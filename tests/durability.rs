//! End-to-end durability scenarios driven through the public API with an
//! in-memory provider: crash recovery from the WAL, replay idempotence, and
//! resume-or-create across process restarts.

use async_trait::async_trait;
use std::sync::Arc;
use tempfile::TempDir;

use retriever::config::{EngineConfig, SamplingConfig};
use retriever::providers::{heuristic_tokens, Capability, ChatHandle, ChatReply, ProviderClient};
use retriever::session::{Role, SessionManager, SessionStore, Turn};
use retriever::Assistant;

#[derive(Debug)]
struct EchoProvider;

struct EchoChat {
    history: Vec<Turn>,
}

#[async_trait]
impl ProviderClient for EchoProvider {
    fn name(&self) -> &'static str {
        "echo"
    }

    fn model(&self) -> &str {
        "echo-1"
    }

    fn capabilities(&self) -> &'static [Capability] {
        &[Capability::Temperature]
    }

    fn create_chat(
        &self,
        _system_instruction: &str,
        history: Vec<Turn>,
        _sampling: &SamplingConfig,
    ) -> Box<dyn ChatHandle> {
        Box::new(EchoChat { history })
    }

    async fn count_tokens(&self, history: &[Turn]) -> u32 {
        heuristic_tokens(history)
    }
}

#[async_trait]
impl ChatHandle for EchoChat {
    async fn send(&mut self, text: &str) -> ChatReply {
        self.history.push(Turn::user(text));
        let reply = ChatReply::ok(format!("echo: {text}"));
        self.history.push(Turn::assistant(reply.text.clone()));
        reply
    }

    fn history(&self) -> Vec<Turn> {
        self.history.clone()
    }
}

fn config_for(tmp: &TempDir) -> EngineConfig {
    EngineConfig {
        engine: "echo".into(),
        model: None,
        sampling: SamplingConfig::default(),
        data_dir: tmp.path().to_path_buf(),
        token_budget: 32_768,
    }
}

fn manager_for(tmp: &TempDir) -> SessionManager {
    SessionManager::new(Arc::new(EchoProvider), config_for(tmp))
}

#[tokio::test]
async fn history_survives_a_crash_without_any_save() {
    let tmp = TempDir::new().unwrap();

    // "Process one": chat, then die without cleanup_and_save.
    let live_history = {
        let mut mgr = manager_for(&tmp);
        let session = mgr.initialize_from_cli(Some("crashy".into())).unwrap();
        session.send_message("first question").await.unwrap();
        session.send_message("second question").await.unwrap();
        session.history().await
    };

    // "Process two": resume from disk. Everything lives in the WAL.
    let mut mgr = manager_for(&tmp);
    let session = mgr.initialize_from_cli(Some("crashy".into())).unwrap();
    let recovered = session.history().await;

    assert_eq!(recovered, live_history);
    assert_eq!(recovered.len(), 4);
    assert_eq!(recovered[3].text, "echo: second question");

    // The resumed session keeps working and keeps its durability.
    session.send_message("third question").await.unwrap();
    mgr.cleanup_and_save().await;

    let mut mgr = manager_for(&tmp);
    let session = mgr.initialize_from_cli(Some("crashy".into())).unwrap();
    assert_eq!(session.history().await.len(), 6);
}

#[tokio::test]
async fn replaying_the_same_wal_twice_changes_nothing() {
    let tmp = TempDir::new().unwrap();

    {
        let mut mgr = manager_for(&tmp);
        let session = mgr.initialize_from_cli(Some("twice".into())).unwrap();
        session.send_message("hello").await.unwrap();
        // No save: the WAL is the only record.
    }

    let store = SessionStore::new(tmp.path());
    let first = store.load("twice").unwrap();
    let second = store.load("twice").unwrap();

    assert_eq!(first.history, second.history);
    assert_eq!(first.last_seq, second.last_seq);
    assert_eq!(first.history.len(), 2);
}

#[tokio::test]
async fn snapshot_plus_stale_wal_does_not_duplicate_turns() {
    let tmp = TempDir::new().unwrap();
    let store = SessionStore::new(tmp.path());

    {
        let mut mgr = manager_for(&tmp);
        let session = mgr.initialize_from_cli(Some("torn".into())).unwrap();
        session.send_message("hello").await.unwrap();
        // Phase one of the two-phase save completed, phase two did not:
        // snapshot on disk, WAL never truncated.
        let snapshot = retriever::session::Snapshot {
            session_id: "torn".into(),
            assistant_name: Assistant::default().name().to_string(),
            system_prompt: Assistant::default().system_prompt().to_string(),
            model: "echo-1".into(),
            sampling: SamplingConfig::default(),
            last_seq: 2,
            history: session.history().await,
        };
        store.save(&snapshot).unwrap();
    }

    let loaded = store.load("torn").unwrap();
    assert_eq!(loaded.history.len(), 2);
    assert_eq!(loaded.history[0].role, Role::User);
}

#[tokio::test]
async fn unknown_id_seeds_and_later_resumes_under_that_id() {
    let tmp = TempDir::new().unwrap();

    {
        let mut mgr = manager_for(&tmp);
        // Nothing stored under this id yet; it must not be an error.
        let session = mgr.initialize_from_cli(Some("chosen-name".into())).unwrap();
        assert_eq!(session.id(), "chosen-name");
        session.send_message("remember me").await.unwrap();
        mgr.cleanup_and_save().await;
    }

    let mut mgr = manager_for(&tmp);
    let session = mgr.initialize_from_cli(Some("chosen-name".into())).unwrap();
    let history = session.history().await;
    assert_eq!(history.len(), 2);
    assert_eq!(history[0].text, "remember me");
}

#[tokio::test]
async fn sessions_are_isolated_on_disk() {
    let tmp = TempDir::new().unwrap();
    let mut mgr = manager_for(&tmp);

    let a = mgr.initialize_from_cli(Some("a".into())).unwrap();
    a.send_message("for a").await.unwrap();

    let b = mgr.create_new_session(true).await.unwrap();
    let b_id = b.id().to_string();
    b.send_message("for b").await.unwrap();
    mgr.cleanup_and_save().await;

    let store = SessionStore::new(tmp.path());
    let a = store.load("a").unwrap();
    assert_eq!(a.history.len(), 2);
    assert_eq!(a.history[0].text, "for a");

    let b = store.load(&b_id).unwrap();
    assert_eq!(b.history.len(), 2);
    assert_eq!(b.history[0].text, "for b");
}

==*==

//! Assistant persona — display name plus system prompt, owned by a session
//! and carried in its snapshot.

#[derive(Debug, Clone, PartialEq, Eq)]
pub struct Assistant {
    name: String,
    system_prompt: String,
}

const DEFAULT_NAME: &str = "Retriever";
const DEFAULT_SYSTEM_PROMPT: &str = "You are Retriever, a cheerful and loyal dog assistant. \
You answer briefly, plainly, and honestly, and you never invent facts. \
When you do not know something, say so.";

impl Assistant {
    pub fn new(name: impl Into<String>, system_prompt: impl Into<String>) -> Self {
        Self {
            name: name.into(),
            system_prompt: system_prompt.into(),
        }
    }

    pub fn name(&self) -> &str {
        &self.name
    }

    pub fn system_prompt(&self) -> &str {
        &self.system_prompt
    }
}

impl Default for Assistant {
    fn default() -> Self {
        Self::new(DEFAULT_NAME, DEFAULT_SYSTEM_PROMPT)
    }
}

==*==

EXERCISE BRIEF ▸ Of the lines above, extract only those from the line with "heuristic_tokens(history)" to the line with "fn manager_for(tmp: &TempDir)", both included, exactly as written.

SOLUTION BELOW ▸
        heuristic_tokens(history)
    }
}

#[async_trait]
impl ChatHandle for EchoChat {
    async fn send(&mut self, text: &str) -> ChatReply {
        self.history.push(Turn::user(text));
        let reply = ChatReply::ok(format!("echo: {text}"));
        self.history.push(Turn::assistant(reply.text.clone()));
        reply
    }

    fn history(&self) -> Vec<Turn> {
        self.history.clone()
    }
}

fn config_for(tmp: &TempDir) -> EngineConfig {
    EngineConfig {
        engine: "echo".into(),
        model: None,
        sampling: SamplingConfig::default(),
        data_dir: tmp.path().to_path_buf(),
        token_budget: 32_768,
    }
}

fn manager_for(tmp: &TempDir) -> SessionManager {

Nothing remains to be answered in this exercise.